[Stored items]
------------------------------------------------------------

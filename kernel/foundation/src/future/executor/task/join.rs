use alloc::boxed::Box;
use alloc::sync::Arc;
use core::future::Future;
use core::pin::Pin;
use core::sync::atomic::AtomicBool;
use core::sync::atomic::Ordering::{Acquire, Release};
use core::task::{Context, Poll};
use futures::channel::oneshot;
use futures::future::FusedFuture;

pub struct JoinHandle<T> {
    receiver: Pin<Box<oneshot::Receiver<T>>>,
    should_cancel: Arc<AtomicBool>,
}

impl<T> JoinHandle<T> {
    pub(crate) fn new(receiver: oneshot::Receiver<T>, should_cancel: Arc<AtomicBool>) -> Self {
        Self {
            receiver: Box::pin(receiver),
            should_cancel,
        }
    }

    pub fn is_finished(&self) -> bool {
        self.should_cancel.load(Acquire) || self.receiver.is_terminated()
    }

    pub fn cancel(self) {
        self.should_cancel.store(true, Release);
    }
}

impl<T> Future for JoinHandle<T> {
    type Output = Option<T>;

    fn poll(mut self: Pin<&mut Self>, cx: &mut Context<'_>) -> Poll<Self::Output> {
        match self.receiver.as_mut().poll(cx) {
            Poll::Ready(v) => Poll::Ready(v.ok()),
            Poll::Pending => Poll::Pending,
        }
    }
}

#[cfg(test)]
mod tests {
    use crate::future::executor::{block_on, Executor, TickResult};
    use crate::future::testing::Times;
    use crate::future::yield_now;
    use alloc::sync::Arc;
    use core::sync::atomic::AtomicUsize;
    use core::sync::atomic::Ordering::{Acquire, SeqCst};

    #[test]
    fn test_join_handle_no_panic_on_executor_drop() {
        let exec = Executor::default();
        let handle = exec.spawn(async { 1 });
        drop(exec);
        assert_eq!(None, block_on(handle));
    }

    #[test]
    fn test_join_handle_await() {
        async fn increment(a: usize) -> usize {
            a + 1
        }
        async fn mul(a: usize, b: usize) -> usize {
            a * b
        }

        let exec = Executor::default();
        let result = exec.spawn(async {
            let a = increment(1).await;
            let b = increment(2).await;
            mul(a, b).await
        });

        let actual_result = exec.spawn(async move {
            let x = result.await;
            increment(x.unwrap_or(0)).await
        });

        exec.run_active_tasks_to_completion();

        let result = block_on(actual_result).unwrap();
        assert_eq!(result, 7);
    }

    #[test]
    fn test_join_handle_cancel() {
        let exec = Executor::default();
        let handle = exec.spawn(Times::<_, 100>::new(()));
        assert!(!handle.is_finished());

        for _ in 0..5 {
            assert_eq!(TickResult::Worked, exec.execute_task());
        }
        assert!(!handle.is_finished());
        handle.cancel();

        assert_eq!(TickResult::Idled, exec.execute_task());
    }

    #[test]
    fn test_drop_join_handle_doesnt_affect_task_execution() {
        let counter = Arc::new(AtomicUsize::new(0));

        let exec = Executor::default();
        let handle = exec.spawn({
            let counter = counter.clone();
            async move {
                for _ in 0..5 {
                    counter.fetch_add(1, SeqCst);
                    yield_now().await;
                }
            }
        });

        assert_eq!(counter.load(Acquire), 0);
        assert_eq!(TickResult::Worked, exec.execute_task());
        assert_eq!(counter.load(Acquire), 1);
        assert_eq!(TickResult::Worked, exec.execute_task());
        assert_eq!(counter.load(Acquire), 2);

        drop(handle);

        assert_eq!(TickResult::Worked, exec.execute_task());
        assert_eq!(counter.load(Acquire), 3);
        assert_eq!(TickResult::Worked, exec.execute_task());
        assert_eq!(counter.load(Acquire), 4);
        assert_eq!(TickResult::Worked, exec.execute_task());
        assert_eq!(counter.load(Acquire), 5);
        assert_eq!(TickResult::Worked, exec.execute_task()); // after yielding

        assert_eq!(TickResult::Idled, exec.execute_task());
    }
}
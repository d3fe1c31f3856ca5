//! USB hub class driver (§4.12): the one class this core treats specially
//! at the core level, since a hub's children are new devices to enumerate
//! rather than data for some downstream consumer.

use alloc::boxed::Box;
use alloc::sync::Weak;
use core::error::Error;

use spin::Mutex;

use crate::driver::usb::controller::{Controller, SetupPacket};
use crate::driver::usb::device::Device;
use crate::driver::usb::enumeration::enumerate_port;
use crate::error::KernelError;
use crate::Result;

const HUB_CLASS: u8 = 0x09;

const GET_DESCRIPTOR: u8 = 0x06;
const GET_PORT_STATUS: u8 = 0x00;
const SET_PORT_FEATURE: u8 = 0x03;
const PORT_FEATURE_RESET: u16 = 4;
const PORT_STATUS_CONNECTION: u16 = 1 << 0;
const DESCRIPTOR_TYPE_HUB: u16 = 0x29;

pub fn probe(device: &Device) -> bool {
    device.class() == HUB_CLASS
}

/// Class-driver entry point: reads the hub descriptor for its downstream
/// port count, then scans and enumerates every port (§4.12).
pub fn init(device: Weak<Mutex<Device>>) -> Result<(), Box<dyn Error>> {
    let device_arc = device.upgrade().ok_or(KernelError::DeviceError)?;
    let (slot_id, host) = {
        let guard = device_arc.lock();
        (guard.slot_id(), guard.host().clone())
    };

    let mut hub_descriptor = [0u8; 9];
    host.control_transfer(
        slot_id,
        SetupPacket {
            request_type: SetupPacket::HOST_TO_DEVICE_CLASS_INTERFACE | 0x80,
            request: GET_DESCRIPTOR,
            value: DESCRIPTOR_TYPE_HUB << 8,
            index: 0,
            length: 9,
        },
        &mut hub_descriptor,
    )?;
    let num_ports = hub_descriptor[2] as usize;

    scan_downstream_ports(crate::driver::usb::controller(), device, num_ports)?;
    Ok(())
}

/// Walks every downstream port on a just-bound hub and enumerates whatever
/// is plugged in. Takes the controller directly rather than looking it up,
/// since the core currently supports a single host controller instance.
pub fn scan_downstream_ports(
    controller: &Controller,
    hub: Weak<Mutex<Device>>,
    num_ports: usize,
) -> Result<()> {
    let hub_arc = hub.upgrade().ok_or(KernelError::DeviceError)?;
    let slot_id = hub_arc.lock().slot_id();

    for port in 1..=num_ports {
        let mut status = [0u8; 4];
        controller.host.control_transfer(
            slot_id,
            SetupPacket {
                request_type: SetupPacket::HOST_TO_DEVICE_CLASS_INTERFACE | 0x80,
                request: GET_PORT_STATUS,
                value: 0,
                index: port as u16,
                length: 4,
            },
            &mut status,
        )?;
        let port_status = u16::from_le_bytes([status[0], status[1]]);
        if port_status & PORT_STATUS_CONNECTION == 0 {
            continue;
        }

        controller.host.control_transfer(
            slot_id,
            SetupPacket {
                request_type: SetupPacket::HOST_TO_DEVICE_CLASS_INTERFACE,
                request: SET_PORT_FEATURE,
                value: PORT_FEATURE_RESET,
                index: port as u16,
                length: 0,
            },
            &mut [],
        )?;

        let _ = enumerate_port(controller, port, Some(Weak::clone(&hub)));
    }

    Ok(())
}

#[cfg(test)]
mod tests {
    use super::*;
    use crate::driver::usb::device::tests::NullHost;
    use crate::driver::usb::speed::Speed;
    use alloc::sync::Arc;

    #[test]
    fn probe_matches_only_hub_class() {
        let mut dev = Device::new(1, 1, Speed::HIGH_SPEED, None, Arc::new(NullHost));
        assert!(!probe(&dev));
        dev.set_class(HUB_CLASS, 0, 0);
        assert!(probe(&dev));
    }
}
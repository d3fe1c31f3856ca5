use bitfield::bitfield;

bitfield! {
    #[repr(transparent)]
    #[derive(Copy, Clone)]
    pub struct ExtendedCapabilities(u32);
    impl Debug;

    pub u8, id, _: 7, 0;
    pub u8, next_raw, _: 15, 8;
    pub u16, capability_specific, _: 31, 16;
}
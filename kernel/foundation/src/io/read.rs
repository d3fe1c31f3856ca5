use crate::io::{seek_do_restore, Seek, SeekError};
use alloc::boxed::Box;
use core::hint::spin_loop;
use thiserror::Error;

pub trait Read<T> {
    /// Read from the current position into the provided buffer.
    ///
    /// If a read was successful, the Ok result will indicate how many
    /// bytes have been read - at most `buf.len()`.
    ///
    /// An implementation may perform short reads. To make sure that
    /// the entire buffer is filled with one call, use [`Read::read_exact`].
    fn read(&mut self, buf: &mut [T]) -> Result<usize, ReadError>;

    /// Reads from the current position into the provided buffer, filling the buffer
    /// completely. If successful, `buf.len()` bytes have been read and moved into
    /// `buf`.
    ///
    /// This spins if necessary to wait for more data.
    ///
    /// An error is returned if not enough data is available to fill the whole buffer.
    fn read_exact(&mut self, buf: &mut [T]) -> Result<(), ReadExactError> {
        let mut buf = buf;
        while !buf.is_empty() {
            match self.read(buf) {
                Ok(0) | Err(ReadError::WouldBlock) => {
                    spin_loop();
                    continue;
                }
                Ok(n) => buf = &mut buf[n..],
                Err(ReadError::ResourceExhausted) => return Err(ReadExactError::IncompleteRead),
            };
        }
        Ok(())
    }
}

impl<T, U> Read<T> for &'_ mut U
where
    U: Read<T>,
{
    fn read(&mut self, buf: &mut [T]) -> Result<usize, ReadError> {
        (*self).read(buf)
    }
}

impl<T, U> Read<T> for Box<U>
where
    U: Read<T> + ?Sized,
{
    fn read(&mut self, buf: &mut [T]) -> Result<usize, ReadError> {
        self.as_mut().read(buf)
    }
}

#[derive(Debug, Copy, Clone, Eq, PartialEq, Error)]
pub enum ReadError {
    /// No elements have been read, but more might become
    /// available. Try again.
    #[error("would block")]
    WouldBlock,
    /// No more elements are or will become available.
    /// The stream has reached the end.
    #[error("resource exhausted")]
    ResourceExhausted,
}

#[derive(Debug, Copy, Clone, Eq, PartialEq, Error)]
pub enum ReadExactError {
    #[error("read error")]
    Read(#[from] ReadError),
    #[error("a full read could not be completed")]
    IncompleteRead,
}

pub trait ReadAt<T> {
    /// Reads at the given absolute offset.
    ///
    /// See [`Read::read`].
    fn read_at(&mut self, buf: &mut [T], offset: usize) -> Result<usize, ReadAtError>;

    /// Reads ath the given absolute offset and fills the entire buffer.
    ///
    /// See [`Read::read_exact`].
    fn read_at_exact(&mut self, buf: &mut [T], offset: usize) -> Result<(), ReadAtExactError>;
}

#[derive(Debug, Copy, Clone, Eq, PartialEq, Error)]
pub enum ReadAtError {
    #[error("read error")]
    Read(#[from] ReadError),
    #[error("seek error")]
    Seek(#[from] SeekError),
}

#[derive(Debug, Copy, Clone, Eq, PartialEq, Error)]
pub enum ReadAtExactError {
    #[error("read exact error")]
    ReadExact(#[from] ReadExactError),
    #[error("seek error")]
    Seek(#[from] SeekError),
}

impl<T, E> ReadAt<E> for T
where
    T: Read<E> + Seek,
{
    fn read_at(&mut self, buf: &mut [E], offset: usize) -> Result<usize, ReadAtError> {
        seek_do_restore(self, buf, offset, Read::read)
    }

    fn read_at_exact(&mut self, buf: &mut [E], offset: usize) -> Result<(), ReadAtExactError> {
        seek_do_restore(self, buf, offset, Read::read_exact)
    }
}
use core::fmt::Debug;

use filesystem::BlockDevice;
use x86_64::instructions::interrupts::without_interrupts;

use crate::command::Command;
use crate::drive::IdeDrive;
use crate::Status;

#[derive(Debug, Clone)]
pub struct IdeBlockDevice {
    ide_drive: IdeDrive,
}

enum AccessMode<'a> {
    Read(&'a mut [u8]),
    Write(&'a [u8]),
}

impl IdeBlockDevice {
    fn access_disk(&self, sector: usize, access_mode: AccessMode) -> Result<usize, <IdeBlockDevice as BlockDevice>::Error> {
        match &access_mode {
            AccessMode::Read(buf) => assert_eq!(buf.len(), self.sector_size()),
            AccessMode::Write(buf) => assert_eq!(buf.len(), self.sector_size()),
        }

        let mut buffer = [0_u16; 256];

        if let AccessMode::Write(buf) = access_mode {
            buf.iter()
                .copied()
                .array_chunks::<2>()
                .map(u16::from_be_bytes)
                .enumerate()
                .for_each(|(i, v)| buffer[i] = v);
        }

        let lba = sector;
        let sector_count = 1;

        let drive_num = self.ide_drive.drive_num();
        let mut channel = self.ide_drive.channel();
        unsafe {
            channel
                .ports
                .drive_select
                .write((0x40 + drive_num) | ((lba >> 24) & 0x0F) as u8);
            channel.ports.features.write(0);
            channel.ports.sector_count.write(sector_count);
            channel.ports.lba_lo.write(lba as u8);
            channel.ports.lba_mid.write((lba >> 8) as u8);
            channel.ports.lba_hi.write((lba >> 16) as u8);
            channel.write_command(Command::ReadSectors);
            channel.disable_irq();
            channel.wait_for_not_busy();
            without_interrupts(|| {
                channel.wait_for_ready();
                while !channel.status().contains(Status::DATA_READY) {}
                match access_mode {
                    AccessMode::Read(_) => {
                        for b in &mut buffer {
                            *b = channel.ports.data.read();
                        }
                    }
                    AccessMode::Write(_) => {
                        for &b in &buffer {
                            channel.ports.data.write(b);
                        }
                    }
                }
            });
        }

        match access_mode {
            AccessMode::Read(buf) => {
                buf.copy_from_slice(unsafe { buffer.as_slice().align_to::<u8>().1 });
                Ok(buf.len())
            }
            AccessMode::Write(buf) => {
                // flush the cache
                channel.write_command(Command::FlushCache);
                channel.poll_on_status(|status| {
                    status.contains(Status::READY) && !status.contains(Status::BUSY)
                });
                Ok(buf.len())
            }
        }
    }
}

impl From<IdeDrive> for IdeBlockDevice {
    fn from(value: IdeDrive) -> Self {
        Self { ide_drive: value }
    }
}

impl BlockDevice for IdeBlockDevice {
    type Error = ();

    fn sector_size(&self) -> usize {
        512
    }

    fn sector_count(&self) -> usize {
        self.ide_drive.sector_count() as usize
    }

    fn read_sector(&self, sector: usize, buf: &mut [u8]) -> Result<usize, Self::Error> {
        self.access_disk(sector, AccessMode::Read(buf))
    }

    fn write_sector(&mut self, sector: usize, buf: &[u8]) -> Result<usize, Self::Error> {
        self.access_disk(sector, AccessMode::Write(buf))
    }
}
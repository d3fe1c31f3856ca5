//! USB device data model (§3): everything the core tracks about one
//! attached device, from first port-reset through configured operation.

use alloc::sync::{Arc, Weak};
use alloc::vec::Vec;

use spin::Mutex;

use crate::driver::usb::controller::HostController;
use crate::driver::usb::endpoint::Endpoint;
use crate::driver::usb::speed::Speed;

#[derive(Debug, Copy, Clone, Eq, PartialEq)]
pub enum DeviceState {
    Disconnected,
    Default,
    Address,
    Configured,
    Suspended,
}

/// Controller-assigned slot id, root-hub port, and whatever address the
/// core has handed out — `None` until Set-Address completes.
pub struct Device {
    slot_id: u8,
    port: usize,
    speed: Speed,
    address: Option<u8>,
    state: DeviceState,
    parent: Option<Weak<Mutex<Device>>>,
    host: Arc<dyn HostController>,
    vendor_id: u16,
    product_id: u16,
    class: u8,
    subclass: u8,
    protocol: u8,
    endpoints: Vec<Endpoint>,
    driver_data: Option<alloc::boxed::Box<dyn core::any::Any + Send>>,
}

impl core::fmt::Debug for Device {
    fn fmt(&self, f: &mut core::fmt::Formatter<'_>) -> core::fmt::Result {
        f.debug_struct("Device")
            .field("slot_id", &self.slot_id)
            .field("port", &self.port)
            .field("speed", &self.speed)
            .field("address", &self.address)
            .field("state", &self.state)
            .field("vendor_id", &self.vendor_id)
            .field("product_id", &self.product_id)
            .field("class", &self.class)
            .field("subclass", &self.subclass)
            .field("protocol", &self.protocol)
            .field("endpoints", &self.endpoints.len())
            .finish()
    }
}

impl Device {
    pub fn new(
        slot_id: u8,
        port: usize,
        speed: Speed,
        parent: Option<Weak<Mutex<Device>>>,
        host: Arc<dyn HostController>,
    ) -> Self {
        Self {
            slot_id,
            port,
            speed,
            address: None,
            state: DeviceState::Default,
            parent,
            host,
            vendor_id: 0,
            product_id: 0,
            class: 0,
            subclass: 0,
            protocol: 0,
            endpoints: alloc::vec![Endpoint::CONTROL_EP0],
            driver_data: None,
        }
    }

    pub fn slot_id(&self) -> u8 {
        self.slot_id
    }

    pub fn port(&self) -> usize {
        self.port
    }

    pub fn speed(&self) -> Speed {
        self.speed
    }

    pub fn address(&self) -> Option<u8> {
        self.address
    }

    pub fn set_address(&mut self, address: u8) {
        assert!(address <= 127, "usb device addresses are 7 bits wide");
        self.address = Some(address);
        self.state = DeviceState::Address;
    }

    pub fn state(&self) -> DeviceState {
        self.state
    }

    pub fn set_state(&mut self, state: DeviceState) {
        self.state = state;
    }

    pub fn parent(&self) -> Option<&Weak<Mutex<Device>>> {
        self.parent.as_ref()
    }

    pub fn host(&self) -> &Arc<dyn HostController> {
        &self.host
    }

    pub fn set_identity(&mut self, vendor_id: u16, product_id: u16) {
        self.vendor_id = vendor_id;
        self.product_id = product_id;
    }

    pub fn vendor_id(&self) -> u16 {
        self.vendor_id
    }

    pub fn product_id(&self) -> u16 {
        self.product_id
    }

    pub fn set_class(&mut self, class: u8, subclass: u8, protocol: u8) {
        self.class = class;
        self.subclass = subclass;
        self.protocol = protocol;
    }

    pub fn class(&self) -> u8 {
        self.class
    }

    pub fn subclass(&self) -> u8 {
        self.subclass
    }

    pub fn protocol(&self) -> u8 {
        self.protocol
    }

    pub fn endpoints(&self) -> &[Endpoint] {
        &self.endpoints
    }

    pub fn endpoint_0(&self) -> &Endpoint {
        &self.endpoints[0]
    }

    pub fn endpoint_0_mut(&mut self) -> &mut Endpoint {
        &mut self.endpoints[0]
    }

    /// Adds a non-control endpoint discovered during configuration parsing.
    /// The core caps a device at 32 endpoints total (EP0 plus 31 others,
    /// matching the xHCI device-context shape in §3).
    pub fn add_endpoint(&mut self, endpoint: Endpoint) {
        assert!(self.endpoints.len() < 32, "device already has the maximum number of endpoints");
        self.endpoints.push(endpoint);
    }

    pub fn endpoint_mut(&mut self, address: u8) -> Option<&mut Endpoint> {
        self.endpoints.iter_mut().find(|ep| ep.address() == address)
    }

    pub fn driver_data(&self) -> Option<&(dyn core::any::Any + Send)> {
        self.driver_data.as_deref()
    }

    pub fn set_driver_data(&mut self, data: alloc::boxed::Box<dyn core::any::Any + Send>) {
        self.driver_data = Some(data);
    }

    pub fn clear_driver_data(&mut self) {
        self.driver_data = None;
    }
}

#[cfg(test)]
pub(crate) mod tests {
    use super::*;
    use crate::driver::usb::controller::{Direction, SetupPacket};
    use crate::driver::usb::endpoint::TransferType;

    /// A `HostController` that does nothing; stands in for a real
    /// controller in device/enumeration-level unit tests.
    pub(crate) struct NullHost;

    impl HostController for NullHost {
        fn init(&self) -> crate::Result<()> {
            Ok(())
        }

        fn port_count(&self) -> usize {
            0
        }

        fn reset_port(&self, _port: usize) -> crate::Result<Option<Speed>> {
            Ok(None)
        }

        fn enable_device(&self, _port: usize, _speed: Speed) -> crate::Result<u8> {
            Ok(1)
        }

        fn configure_endpoint(&self, _slot_id: u8, _endpoint: &Endpoint) -> crate::Result<()> {
            Ok(())
        }

        fn control_transfer(
            &self,
            _slot_id: u8,
            _setup: SetupPacket,
            _buf: &mut [u8],
        ) -> crate::Result<usize> {
            Ok(0)
        }

        fn transfer(
            &self,
            _slot_id: u8,
            _endpoint: &Endpoint,
            _direction: Direction,
            _buf: &mut [u8],
        ) -> crate::Result<usize> {
            Ok(0)
        }

        fn poll(&self) {}

        fn cleanup(&self, _slot_id: u8) -> crate::Result<()> {
            Ok(())
        }
    }

    fn null_host() -> Arc<dyn HostController> {
        Arc::new(NullHost)
    }

    #[test]
    fn new_device_starts_in_default_state_with_only_ep0() {
        let dev = Device::new(1, 2, Speed::HIGH_SPEED, None, null_host());
        assert_eq!(dev.state(), DeviceState::Default);
        assert_eq!(dev.address(), None);
        assert_eq!(dev.endpoints().len(), 1);
    }

    #[test]
    fn set_address_moves_to_address_state() {
        let mut dev = Device::new(1, 2, Speed::HIGH_SPEED, None, null_host());
        dev.set_address(5);
        assert_eq!(dev.address(), Some(5));
        assert_eq!(dev.state(), DeviceState::Address);
    }

    #[test]
    fn add_endpoint_is_findable_by_address() {
        let mut dev = Device::new(1, 2, Speed::HIGH_SPEED, None, null_host());
        dev.add_endpoint(Endpoint::new(0x81, TransferType::Interrupt, 8, 10));
        assert!(dev.endpoint_mut(0x81).is_some());
        assert!(dev.endpoint_mut(0x02).is_none());
    }

    #[test]
    #[should_panic]
    fn set_address_rejects_addresses_above_127() {
        let mut dev = Device::new(1, 2, Speed::HIGH_SPEED, None, null_host());
        dev.set_address(128);
    }
}
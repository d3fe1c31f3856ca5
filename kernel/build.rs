fn main() {
    let arch = std::env::var("CARGO_CFG_TARGET_ARCH").unwrap();
    let dir = std::env::var("CARGO_MANIFEST_DIR").unwrap();
    println!("cargo:rustc-link-arg=-T{dir}/linker-{arch}.ld");
    println!("cargo:rerun-if-changed={dir}/linker-{arch}.ld");
}
use crate::Netstack;
use alloc::sync::Arc;
use foundation::falloc::vec::FVec;
use foundation::io::{Write, WriteExactError, WriteInto};
use foundation::net::MacAddr;
use thiserror::Error;

pub struct Ethernet(Arc<Netstack>);

#[derive(Debug, Eq, PartialEq)]
pub struct RawEthernetFrame {
    pub data: FVec<u8>,
}

pub enum EtherType {
    Ipv4,
    Arp,
}

pub struct Qtag {
    pub tpid: u16,
    pub tci: u16,
}

impl Qtag {
    pub fn size(&self) -> usize {
        4
    }
}

/// A valid ethernet frame.
pub struct EthernetFrame<'a> {
    pub mac_destination: MacAddr,
    pub mac_source: MacAddr,
    pub qtag: Option<Qtag>,
    pub ether_type: EtherType,
    pub payload: &'a [u8],
}

impl EthernetFrame<'_> {
    pub fn size(&self) -> usize {
        18 + self.qtag.as_ref().map_or(0, Qtag::size) + self.payload.len().max(64)
    }
}

#[derive(Debug, Copy, Clone, Eq, PartialEq, Error)]
pub enum ReadEthernetFrameError {
    #[error("frame too short: expected {expected} bytes, got {actual}")]
    TooShort { expected: usize, actual: usize },
    #[error("invalid ether type")]
    InvalidEtherType,
    #[error("invalid frame check sequence")]
    ChecksumError,
}

impl<'raw, 'frame> TryFrom<&'raw [u8]> for EthernetFrame<'frame>
where
    'frame: 'raw,
{
    type Error = ReadEthernetFrameError;

    fn try_from(_value: &'raw [u8]) -> Result<Self, Self::Error> {
        todo!()
    }
}

impl WriteInto<u8> for EthernetFrame<'_> {
    fn write_into(&self, _out: &mut impl Write<u8>) -> Result<(), WriteExactError> {
        todo!()
    }
}
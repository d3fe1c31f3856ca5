use crate::ethernet::EthernetFrame;
use core::net::Ipv4Addr;
use foundation::io::{Write, WriteExactError, WriteInto};
use foundation::net::MacAddr;
use num_enum::{IntoPrimitive, TryFromPrimitive};
use thiserror::Error;

#[derive(Debug, Copy, Clone, Eq, PartialEq)]
pub enum ArpPacket {
    Ipv4Ethernet {
        operation: ArpOperation,
        mac_destination: MacAddr,
        mac_source: MacAddr,
        ip_destination: Ipv4Addr,
        ip_source: Ipv4Addr,
    },
}

#[derive(Debug, Copy, Clone, Eq, PartialEq, TryFromPrimitive, IntoPrimitive)]
#[repr(u16)]
pub enum ArpOperation {
    Request = 1,
    Reply = 2,
}

#[derive(Debug, Copy, Clone, Eq, PartialEq, TryFromPrimitive, IntoPrimitive)]
#[repr(u16)]
pub enum HardwareType {
    Ethernet = 0x0001,
}

#[derive(Debug, Copy, Clone, Eq, PartialEq, TryFromPrimitive, IntoPrimitive)]
#[repr(u16)]
pub enum ProtocolType {
    Ipv4 = 0x0800,
}

#[derive(Debug, Copy, Clone, Eq, PartialEq, Error)]
pub enum ReadArpPacketError {
    #[error("packet too short: expected {expected}, actual {actual}")]
    TooShort { expected: usize, actual: usize },
    #[error("unknown hlen: {0}")]
    UnknownHlen(u8),
    #[error("unknown plen: {0}")]
    UnknownPlen(u8),
    #[error("unknown operation: {0:04x}")]
    UnknownOperation(u16),
    #[error("unknown protocol type: {0:04x}")]
    UnknownProtocol(u16),
    #[error("unknown hardware type: {0:04x}")]
    UnknownHardware(u16),
}

impl<'a> TryFrom<&'a [u8]> for ArpPacket {
    type Error = ReadArpPacketError;

    fn try_from(value: &'a [u8]) -> Result<Self, Self::Error> {
        // we need at least 4 bytes to read the hardware type and protocol type
        if value.len() < 4 {
            return Err(ReadArpPacketError::TooShort {
                expected: 4,
                actual: value.len(),
            });
        }

        let hardware_type = u16::from_be_bytes([value[0], value[1]]);
        let hardware_type = HardwareType::try_from(hardware_type)
            .map_err(|e| ReadArpPacketError::UnknownHardware(e.number))?;

        let protocol_type = u16::from_be_bytes([value[2], value[3]]);
        let protocol_type = ProtocolType::try_from(protocol_type)
            .map_err(|e| ReadArpPacketError::UnknownProtocol(e.number))?;

        match (hardware_type, protocol_type) {
            (HardwareType::Ethernet, ProtocolType::Ipv4) => Self::decode_ipv4_ethernet(value),
        }
    }
}

impl ArpPacket {
    fn decode_ipv4_ethernet(value: &[u8]) -> Result<Self, ReadArpPacketError> {
        const MIN_LENGTH: usize = 28;

        // we need at least 28 bytes to read the rest of the packet
        if value.len() < MIN_LENGTH {
            return Err(ReadArpPacketError::TooShort {
                expected: MIN_LENGTH,
                actual: value.len(),
            });
        }

        let hlen = value[4];
        if hlen != 6 {
            return Err(ReadArpPacketError::UnknownHlen(hlen));
        }

        let plen = value[5];
        if plen != 4 {
            return Err(ReadArpPacketError::UnknownPlen(plen));
        }

        let operation = ArpOperation::try_from(u16::from_be_bytes([value[6], value[7]]))
            .map_err(|e| ReadArpPacketError::UnknownOperation(e.number))?;

        let mac_source = MacAddr::from([
            value[8], value[9], value[10], value[11], value[12], value[13],
        ]);
        let ip_source = Ipv4Addr::from([value[14], value[15], value[16], value[17]]);
        let mac_destination = MacAddr::from([
            value[18], value[19], value[20], value[21], value[22], value[23],
        ]);
        let ip_destination = Ipv4Addr::from([value[24], value[25], value[26], value[27]]);

        Ok(ArpPacket::Ipv4Ethernet {
            operation,
            mac_destination,
            mac_source,
            ip_destination,
            ip_source,
        })
    }
}

impl<'a> TryFrom<EthernetFrame<'a>> for ArpPacket {
    type Error = ReadArpPacketError;

    fn try_from(value: EthernetFrame<'a>) -> Result<Self, Self::Error> {
        TryFrom::<&'a [u8]>::try_from(value.payload)
    }
}

impl WriteInto<u8> for ArpPacket {
    fn write_into(&self, out: &mut impl Write<u8>) -> Result<(), WriteExactError> {
        match self {
            ArpPacket::Ipv4Ethernet {
                operation,
                mac_destination,
                mac_source,
                ip_destination,
                ip_source,
            } => {
                out.write_exact(&Into::<u16>::into(HardwareType::Ethernet).to_be_bytes())?;
                out.write_exact(&Into::<u16>::into(ProtocolType::Ipv4).to_be_bytes())?;
                out.write_exact(&[6, 4])?; // hlen, plen
                out.write_exact(&Into::<u16>::into(*operation).to_be_bytes())?;
                out.write_exact(mac_source.octets().as_slice())?;
                out.write_exact(&ip_source.octets())?;
                out.write_exact(mac_destination.octets().as_slice())?;
                out.write_exact(&ip_destination.octets())?;
            }
        }

        Ok(())
    }
}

------------------------------------------------------------

Description of the task
From the opening line of the data above through the line that contains "oneshot::Receiver<T>, should_cancel: Arc<AtomicBool>)", please print each line as it stands and only those lines.

Task output
filename kernel/foundation/src/future/executor/task/join.rs
use alloc::boxed::Box;
use alloc::sync::Arc;
use core::future::Future;
use core::pin::Pin;
use core::sync::atomic::AtomicBool;
use core::sync::atomic::Ordering::{Acquire, Release};
use core::task::{Context, Poll};
use futures::channel::oneshot;
use futures::future::FusedFuture;

pub struct JoinHandle<T> {
    receiver: Pin<Box<oneshot::Receiver<T>>>,
    should_cancel: Arc<AtomicBool>,
}

impl<T> JoinHandle<T> {
    pub(crate) fn new(receiver: oneshot::Receiver<T>, should_cancel: Arc<AtomicBool>) -> Self {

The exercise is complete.